▸ **Assigned task**:
Collect every line in the records below that contains the word "resolved".

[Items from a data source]
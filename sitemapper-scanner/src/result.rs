use chrono::NaiveDate;
use serde::{Deserialize, Serialize};

/// Outcome of fetching one page.
///
/// `links` holds raw `href` values in document order. They are neither resolved
/// nor deduplicated here; the crawl session filters them on admission.
#[derive(Debug, Clone, Default, PartialEq, Eq, Serialize, Deserialize)]
pub struct FetchResult {
    pub url: String,
    pub status_code: u16,
    pub content_type: Option<String>,
    pub last_modified: Option<NaiveDate>,
    pub links: Vec<String>,
}

impl FetchResult {
    pub fn new(url: String) -> Self {
        Self {
            url,
            ..Default::default()
        }
    }
}
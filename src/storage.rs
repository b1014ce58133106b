//! History file storage
//!
//! A [`HistoryStore`] is a directory of history text files. New recordings
//! are named `<prefix><timestamp>.<ext>` (for example
//! `robotRec-240315_143000.txt`), so the newest recording is also the most
//! recently modified file.
//!
//! Writing is best effort: a recording is already in memory when it is
//! saved, so [`HistoryStore::write_history`] logs a failure and carries on.
//! Reading is strict, since playback cannot proceed without the file.

use std::fmt::Write as _;
use std::path::{Path, PathBuf};
use std::time::SystemTime;

use crate::config::RecordingConfig;
use crate::error::{ReplayError, Result, ResultExt};
use crate::history::{self, HistoryTable};

/// Directory of saved history files
#[derive(Debug, Clone)]
pub struct HistoryStore {
    root: PathBuf,
    prefix: String,
    timestamp_format: String,
    extension: String,
}

impl HistoryStore {
    /// Create a store with the default naming scheme
    pub fn new(root: impl Into<PathBuf>) -> Self {
        Self::from_config(&RecordingConfig {
            history_dir: root.into(),
            ..RecordingConfig::default()
        })
    }

    /// Create a store from recording settings
    pub fn from_config(config: &RecordingConfig) -> Self {
        Self {
            root: config.history_dir.clone(),
            prefix: config.file_prefix.clone(),
            timestamp_format: config.timestamp_format.clone(),
            extension: config.file_extension.trim_start_matches('.').to_string(),
        }
    }

    /// Directory this store reads and writes
    pub fn root(&self) -> &Path {
        &self.root
    }

    /// Save a table under a fresh timestamped name
    ///
    /// Returns `None` and logs a warning if the file could not be written.
    pub fn write_history(&self, table: &HistoryTable) -> Option<PathBuf> {
        tracing::debug!("Saving history:\n{}", history::serialize(table));

        let path = self.next_path();
        match self.write_history_to(&path, table) {
            Ok(()) => {
                tracing::info!("Saved {} rows to {:?}", table.row_count(), path);
                Some(path)
            }
            Err(e) => {
                tracing::warn!("Recording kept in memory only: {}", e);
                None
            }
        }
    }

    /// Save a table at an exact path, creating parent directories
    pub fn write_history_to(&self, path: impl AsRef<Path>, table: &HistoryTable) -> Result<()> {
        let path = path.as_ref();
        let storage_err = |e: std::io::Error| ReplayError::Storage {
            path: path.to_path_buf(),
            message: e.to_string(),
        };

        if let Some(parent) = path.parent().filter(|p| !p.as_os_str().is_empty()) {
            std::fs::create_dir_all(parent).map_err(storage_err)?;
        }
        std::fs::write(path, history::serialize(table)).map_err(storage_err)
    }

    /// Load and parse a history file
    pub fn read_history(&self, path: impl AsRef<Path>) -> Result<HistoryTable> {
        let path = path.as_ref();
        let text = std::fs::read_to_string(path).map_err(|e| ReplayError::Storage {
            path: path.to_path_buf(),
            message: e.to_string(),
        })?;

        history::parse(&text).with_context(|| format!("Failed to load history {:?}", path))
    }

    /// Every file in the store, oldest first by modification time
    pub fn list_histories(&self) -> Result<Vec<PathBuf>> {
        if !self.root.exists() {
            return Ok(Vec::new());
        }

        let mut entries: Vec<(SystemTime, PathBuf)> = Vec::new();
        for entry in std::fs::read_dir(&self.root)? {
            let entry = entry?;
            let metadata = entry.metadata()?;
            if !metadata.is_file() {
                continue;
            }
            let modified = metadata.modified().unwrap_or(SystemTime::UNIX_EPOCH);
            entries.push((modified, entry.path()));
        }

        entries.sort();
        Ok(entries.into_iter().map(|(_, path)| path).collect())
    }

    /// The most recently modified file in the store
    pub fn latest_history(&self) -> Result<Option<PathBuf>> {
        Ok(self.list_histories()?.pop())
    }

    /// Timestamped path that does not exist yet
    fn next_path(&self) -> PathBuf {
        let stamp = self.timestamp();
        let base = format!("{}{}", self.prefix, stamp);

        let mut path = self.root.join(format!("{}.{}", base, self.extension));
        let mut n = 1;
        while path.exists() {
            path = self.root.join(format!("{}_{}.{}", base, n, self.extension));
            n += 1;
        }
        path
    }

    fn timestamp(&self) -> String {
        let now = chrono::Local::now();
        let mut stamp = String::new();
        if write!(stamp, "{}", now.format(&self.timestamp_format)).is_err() {
            tracing::warn!(
                "Invalid timestamp format {:?}, using the default",
                self.timestamp_format
            );
            stamp = now.format("%y%m%d_%H%M%S").to_string();
        }
        stamp
    }
}
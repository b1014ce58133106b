//! Channel capability interface and the named channel directory
//!
//! A channel is one controllable scalar on the device: a motor's power, a
//! servo's position. Every device kind exposes the same tiny capability
//! set through the [`Channel`] trait, so the recorder and player never
//! branch on what kind of hardware sits behind a name.
//!
//! The [`ChannelDirectory`] owns the channel handles. Channels are resolved
//! by name once, at registration time, and the value each channel holds at
//! that moment becomes the directory's baseline [`Snapshot`]. Playback
//! restores that baseline when it finishes or aborts.
//!
//! # Example
//!
//! ```ignore
//! use stateplay_rs::channel::{ChannelDirectory, sim::SimulatedChannel};
//!
//! let mut directory = ChannelDirectory::new();
//! directory.register("left_drive", SimulatedChannel::motor(0.0))?;
//! directory.register("pusher", SimulatedChannel::servo(0.5))?;
//!
//! let value = directory.get("pusher")?.read()?;
//! ```

pub mod sim;

use crate::error::{ReplayError, Result};
use crate::history::{HistoryRow, TIME_COLUMN};
use serde::{Deserialize, Serialize};
use std::collections::HashMap;
use std::fmt;

/// Kind of actuator behind a channel
///
/// Both kinds expose a single normalized scalar; they differ only in the
/// range the scalar is allowed to take.
#[derive(Debug, Clone, Copy, PartialEq, Eq, Serialize, Deserialize, Default)]
pub enum ChannelKind {
    /// Drive motor power, normalized to [-1.0, 1.0]
    #[default]
    Motor,
    /// Servo position, normalized to [0.0, 1.0]
    Servo,
}

impl ChannelKind {
    /// Inclusive normalized range for this kind
    pub fn range(&self) -> (f64, f64) {
        match self {
            ChannelKind::Motor => (-1.0, 1.0),
            ChannelKind::Servo => (0.0, 1.0),
        }
    }

    /// Clamp a value into this kind's range
    pub fn clamp(&self, value: f64) -> f64 {
        let (min, max) = self.range();
        value.clamp(min, max)
    }
}

impl fmt::Display for ChannelKind {
    fn fmt(&self, f: &mut fmt::Formatter<'_>) -> fmt::Result {
        match self {
            ChannelKind::Motor => write!(f, "motor"),
            ChannelKind::Servo => write!(f, "servo"),
        }
    }
}

/// Read/write access to one normalized scalar on a device
///
/// Implementations must be `Send + Sync`: the operator loop drives channels
/// through a shared directory while the recorder samples them, so access
/// goes through `&self` and implementations use interior mutability.
#[cfg_attr(test, mockall::automock)]
pub trait Channel: Send + Sync {
    /// Read the channel's current value
    fn read(&self) -> Result<f64>;

    /// Command a new value
    fn write(&self, value: f64) -> Result<()>;

    /// The kind of actuator behind this channel
    fn kind(&self) -> ChannelKind;
}

/// The value of every channel at one instant, in registration order
#[derive(Debug, Clone, PartialEq, Default)]
pub struct Snapshot {
    entries: Vec<(String, f64)>,
}

impl Snapshot {
    /// Create an empty snapshot
    pub fn new() -> Self {
        Self::default()
    }

    /// Append a channel value
    pub fn push(&mut self, name: impl Into<String>, value: f64) {
        self.entries.push((name.into(), value));
    }

    /// Value recorded for a channel
    pub fn get(&self, name: &str) -> Option<f64> {
        self.entries
            .iter()
            .find(|(n, _)| n == name)
            .map(|(_, v)| *v)
    }

    /// Iterate over (name, value) pairs in order
    pub fn iter(&self) -> impl Iterator<Item = (&str, f64)> {
        self.entries.iter().map(|(n, v)| (n.as_str(), *v))
    }

    /// Channel values in order, without names
    pub fn values(&self) -> Vec<f64> {
        self.entries.iter().map(|(_, v)| *v).collect()
    }

    /// Number of channels in the snapshot
    pub fn len(&self) -> usize {
        self.entries.len()
    }

    /// Check if the snapshot is empty
    pub fn is_empty(&self) -> bool {
        self.entries.is_empty()
    }

    /// The snapshot as a zero-duration history row
    pub fn to_row(&self) -> HistoryRow {
        HistoryRow::new(0, self.values())
    }
}

/// Validate a name so it survives the bracketed, comma-separated format
pub fn validate_channel_name(name: &str) -> Result<()> {
    let invalid = |reason: &str| ReplayError::InvalidChannelName {
        name: name.to_string(),
        reason: reason.to_string(),
    };

    if name.is_empty() {
        return Err(invalid("name is empty"));
    }
    if name.trim() != name {
        return Err(invalid("name has surrounding whitespace"));
    }
    if name.contains([',', '[', ']', '\n', '\r']) {
        return Err(invalid("name contains a comma, bracket or line break"));
    }
    if name == TIME_COLUMN {
        return Err(invalid("name is reserved for the time column"));
    }
    Ok(())
}

/// Named directory of channels, in registration order
///
/// Registration reads each channel once and keeps the value as part of the
/// baseline snapshot.
#[derive(Default)]
pub struct ChannelDirectory {
    channels: Vec<(String, Box<dyn Channel>)>,
    index: HashMap<String, usize>,
    baseline: Snapshot,
}

impl fmt::Debug for ChannelDirectory {
    fn fmt(&self, f: &mut fmt::Formatter<'_>) -> fmt::Result {
        f.debug_struct("ChannelDirectory")
            .field("names", &self.names().collect::<Vec<_>>())
            .field("baseline", &self.baseline)
            .finish()
    }
}

impl ChannelDirectory {
    /// Create an empty directory
    pub fn new() -> Self {
        Self::default()
    }

    /// Register a channel under a unique name
    pub fn register(&mut self, name: impl Into<String>, channel: impl Channel + 'static) -> Result<()> {
        self.register_boxed(name, Box::new(channel))
    }

    /// Register an already boxed channel under a unique name
    pub fn register_boxed(&mut self, name: impl Into<String>, channel: Box<dyn Channel>) -> Result<()> {
        let name = name.into();
        validate_channel_name(&name)?;

        if self.index.contains_key(&name) {
            return Err(ReplayError::DuplicateChannel(name));
        }

        let initial = channel
            .read()
            .map_err(|e| ReplayError::read_failed(&name, e))?;

        tracing::debug!(
            "Registered {} channel {} (baseline {})",
            channel.kind(),
            name,
            initial
        );

        self.index.insert(name.clone(), self.channels.len());
        self.baseline.push(name.clone(), initial);
        self.channels.push((name, channel));
        Ok(())
    }

    /// Channel names in registration order
    pub fn names(&self) -> impl Iterator<Item = &str> {
        self.channels.iter().map(|(n, _)| n.as_str())
    }

    /// Look up a channel by name
    pub fn get(&self, name: &str) -> Result<&dyn Channel> {
        self.index
            .get(name)
            .map(|&i| self.channels[i].1.as_ref())
            .ok_or_else(|| ReplayError::UnknownChannel(name.to_string()))
    }

    /// Check whether a channel is registered
    pub fn contains(&self, name: &str) -> bool {
        self.index.contains_key(name)
    }

    /// Number of registered channels
    pub fn len(&self) -> usize {
        self.channels.len()
    }

    /// Check if no channels are registered
    pub fn is_empty(&self) -> bool {
        self.channels.is_empty()
    }

    /// Values captured when each channel was registered
    pub fn baseline(&self) -> &Snapshot {
        &self.baseline
    }

    /// Read every channel now
    pub fn snapshot(&self) -> Result<Snapshot> {
        let mut snapshot = Snapshot::new();
        for (name, channel) in &self.channels {
            let value = channel
                .read()
                .map_err(|e| ReplayError::read_failed(name, e))?;
            snapshot.push(name.clone(), value);
        }
        Ok(snapshot)
    }

    /// Write every value of a snapshot to its channel
    ///
    /// Keeps going past failed or unknown channels so as many channels as
    /// possible reach the requested state; the first failure is returned.
    pub fn apply(&self, snapshot: &Snapshot) -> Result<()> {
        let mut first_error = None;

        for (name, value) in snapshot.iter() {
            let result = self.get(name).and_then(|channel| {
                channel
                    .write(value)
                    .map_err(|e| ReplayError::write_failed(name, e))
            });

            if let Err(e) = result {
                tracing::error!("Failed to apply {} = {}: {}", name, value, e);
                first_error.get_or_insert(e);
            }
        }

        match first_error {
            Some(e) => Err(e),
            None => Ok(()),
        }
    }
}

#[cfg(test)]
mod tests {
    use super::sim::SimulatedChannel;
    use super::*;

    #[test]
    fn test_kind_clamp() {
        assert_eq!(ChannelKind::Motor.clamp(1.5), 1.0);
        assert_eq!(ChannelKind::Motor.clamp(-3.0), -1.0);
        assert_eq!(ChannelKind::Servo.clamp(-0.2), 0.0);
        assert_eq!(ChannelKind::Servo.clamp(0.25), 0.25);
    }

    #[test]
    fn test_register_captures_baseline_in_order() {
        let mut directory = ChannelDirectory::new();
        directory
            .register("left", SimulatedChannel::motor(0.1))
            .unwrap();
        directory
            .register("guard", SimulatedChannel::servo(0.75))
            .unwrap();

        assert_eq!(directory.names().collect::<Vec<_>>(), vec!["left", "guard"]);
        assert_eq!(directory.baseline().values(), vec![0.1, 0.75]);
        assert_eq!(directory.baseline().to_row().duration_ms, 0);
    }

    #[test]
    fn test_register_rejects_bad_names() {
        let mut directory = ChannelDirectory::new();
        for bad in ["", " left", "a,b", "[x]", TIME_COLUMN] {
            let err = directory
                .register(bad, SimulatedChannel::motor(0.0))
                .unwrap_err();
            assert!(matches!(err, ReplayError::InvalidChannelName { .. }), "{bad:?}");
        }
        assert!(directory.is_empty());
    }

    #[test]
    fn test_register_rejects_duplicates() {
        let mut directory = ChannelDirectory::new();
        directory.register("m", SimulatedChannel::motor(0.0)).unwrap();
        let err = directory
            .register("m", SimulatedChannel::motor(0.0))
            .unwrap_err();
        assert!(matches!(err, ReplayError::DuplicateChannel(name) if name == "m"));
        assert_eq!(directory.len(), 1);
    }

    #[test]
    fn test_register_propagates_read_failure() {
        let mut mock = MockChannel::new();
        mock.expect_read()
            .returning(|| Err(ReplayError::Config("bus offline".to_string())));
        mock.expect_kind().return_const(ChannelKind::Motor);

        let mut directory = ChannelDirectory::new();
        let err = directory.register("arm", mock).unwrap_err();
        assert!(matches!(err, ReplayError::ChannelReadFailed { name, .. } if name == "arm"));
    }

    #[test]
    fn test_get_unknown_channel() {
        let directory = ChannelDirectory::new();
        assert!(matches!(
            directory.get("nope"),
            Err(ReplayError::UnknownChannel(name)) if name == "nope"
        ));
    }

    #[test]
    fn test_apply_continues_past_failures() {
        let broken = SimulatedChannel::motor(0.0);
        let healthy = SimulatedChannel::servo(0.0);

        let mut directory = ChannelDirectory::new();
        directory.register("broken", broken.clone()).unwrap();
        directory.register("healthy", healthy.clone()).unwrap();
        broken.fail_writes(true);

        let mut target = Snapshot::new();
        target.push("broken", 0.5);
        target.push("healthy", 0.5);

        let err = directory.apply(&target).unwrap_err();
        assert!(matches!(err, ReplayError::ChannelWriteFailed { name, .. } if name == "broken"));
        assert_eq!(healthy.value(), 0.5);
    }
}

▸ **Reply**:
/// `links` holds raw `href` values in document order. They are neither resolved
//! The [`ChannelDirectory`] owns the channel handles. Channels are resolved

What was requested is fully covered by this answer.